Input data Start Marker
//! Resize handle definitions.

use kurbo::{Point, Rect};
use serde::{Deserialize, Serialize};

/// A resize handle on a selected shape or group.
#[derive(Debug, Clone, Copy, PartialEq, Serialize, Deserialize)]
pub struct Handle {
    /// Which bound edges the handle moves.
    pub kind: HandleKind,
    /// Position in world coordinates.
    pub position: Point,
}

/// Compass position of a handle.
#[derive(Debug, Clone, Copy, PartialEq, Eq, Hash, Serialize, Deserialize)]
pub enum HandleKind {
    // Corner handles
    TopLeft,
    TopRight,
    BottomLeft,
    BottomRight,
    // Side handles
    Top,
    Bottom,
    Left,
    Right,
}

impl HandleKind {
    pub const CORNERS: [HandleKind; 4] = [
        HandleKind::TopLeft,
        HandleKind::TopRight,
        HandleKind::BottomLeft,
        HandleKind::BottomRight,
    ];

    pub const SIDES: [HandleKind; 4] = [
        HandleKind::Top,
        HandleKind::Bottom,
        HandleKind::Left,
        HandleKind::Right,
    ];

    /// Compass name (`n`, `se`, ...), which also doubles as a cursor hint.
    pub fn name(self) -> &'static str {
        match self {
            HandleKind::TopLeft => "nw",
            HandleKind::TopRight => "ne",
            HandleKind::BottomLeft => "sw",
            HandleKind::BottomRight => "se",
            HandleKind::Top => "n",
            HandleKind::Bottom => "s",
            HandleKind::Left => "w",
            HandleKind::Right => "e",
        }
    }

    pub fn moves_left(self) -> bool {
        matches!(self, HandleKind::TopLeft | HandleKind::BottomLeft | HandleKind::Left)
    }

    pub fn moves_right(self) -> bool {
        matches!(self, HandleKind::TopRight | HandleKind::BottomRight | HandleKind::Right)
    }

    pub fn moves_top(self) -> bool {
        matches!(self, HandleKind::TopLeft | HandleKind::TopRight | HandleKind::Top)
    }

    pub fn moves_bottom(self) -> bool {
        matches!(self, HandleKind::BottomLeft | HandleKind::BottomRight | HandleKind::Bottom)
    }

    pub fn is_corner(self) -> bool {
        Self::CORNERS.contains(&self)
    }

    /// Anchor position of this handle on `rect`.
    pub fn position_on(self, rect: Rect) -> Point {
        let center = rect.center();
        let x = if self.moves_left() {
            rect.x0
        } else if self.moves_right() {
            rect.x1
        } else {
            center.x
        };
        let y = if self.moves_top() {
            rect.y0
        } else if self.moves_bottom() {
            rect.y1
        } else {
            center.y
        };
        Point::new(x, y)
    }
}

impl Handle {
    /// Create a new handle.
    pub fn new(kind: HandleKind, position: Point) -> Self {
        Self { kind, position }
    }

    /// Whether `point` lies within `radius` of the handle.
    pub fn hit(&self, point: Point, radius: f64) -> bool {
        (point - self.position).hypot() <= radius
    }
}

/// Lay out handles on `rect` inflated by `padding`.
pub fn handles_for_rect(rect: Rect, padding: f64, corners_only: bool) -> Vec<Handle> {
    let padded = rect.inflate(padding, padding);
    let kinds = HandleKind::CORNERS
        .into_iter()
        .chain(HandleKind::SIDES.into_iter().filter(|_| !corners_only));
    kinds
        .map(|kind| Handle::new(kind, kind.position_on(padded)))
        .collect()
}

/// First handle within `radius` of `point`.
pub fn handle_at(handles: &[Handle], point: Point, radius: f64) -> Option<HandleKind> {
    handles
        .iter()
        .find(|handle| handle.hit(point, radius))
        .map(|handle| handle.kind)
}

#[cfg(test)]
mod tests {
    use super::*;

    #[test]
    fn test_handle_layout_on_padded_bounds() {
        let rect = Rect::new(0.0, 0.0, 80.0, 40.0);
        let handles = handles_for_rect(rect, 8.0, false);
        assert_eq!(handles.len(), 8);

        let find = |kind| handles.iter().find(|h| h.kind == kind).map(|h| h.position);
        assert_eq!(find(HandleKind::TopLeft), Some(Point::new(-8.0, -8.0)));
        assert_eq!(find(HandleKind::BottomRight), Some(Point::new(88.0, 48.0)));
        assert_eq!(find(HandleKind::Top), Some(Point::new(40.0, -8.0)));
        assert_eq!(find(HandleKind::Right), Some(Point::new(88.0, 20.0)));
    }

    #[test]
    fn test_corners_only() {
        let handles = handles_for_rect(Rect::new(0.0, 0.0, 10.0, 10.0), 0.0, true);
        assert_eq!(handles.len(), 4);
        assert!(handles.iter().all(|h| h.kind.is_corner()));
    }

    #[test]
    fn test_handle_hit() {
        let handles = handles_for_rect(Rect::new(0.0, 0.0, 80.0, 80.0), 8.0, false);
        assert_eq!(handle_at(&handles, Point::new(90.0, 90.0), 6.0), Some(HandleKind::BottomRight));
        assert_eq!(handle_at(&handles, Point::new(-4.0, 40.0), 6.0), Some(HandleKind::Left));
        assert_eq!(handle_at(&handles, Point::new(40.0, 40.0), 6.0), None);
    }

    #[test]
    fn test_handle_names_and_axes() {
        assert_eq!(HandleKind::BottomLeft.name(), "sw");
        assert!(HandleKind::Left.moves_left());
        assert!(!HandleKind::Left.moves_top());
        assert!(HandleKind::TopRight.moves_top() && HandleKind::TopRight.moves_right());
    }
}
Input data End Marker
§ About this task
Reproduce each line of the records in which "Compass" appears.

§ Result of the task
/// Compass position of a handle.
    /// Compass name (`n`, `se`, ...), which also doubles as a cursor hint.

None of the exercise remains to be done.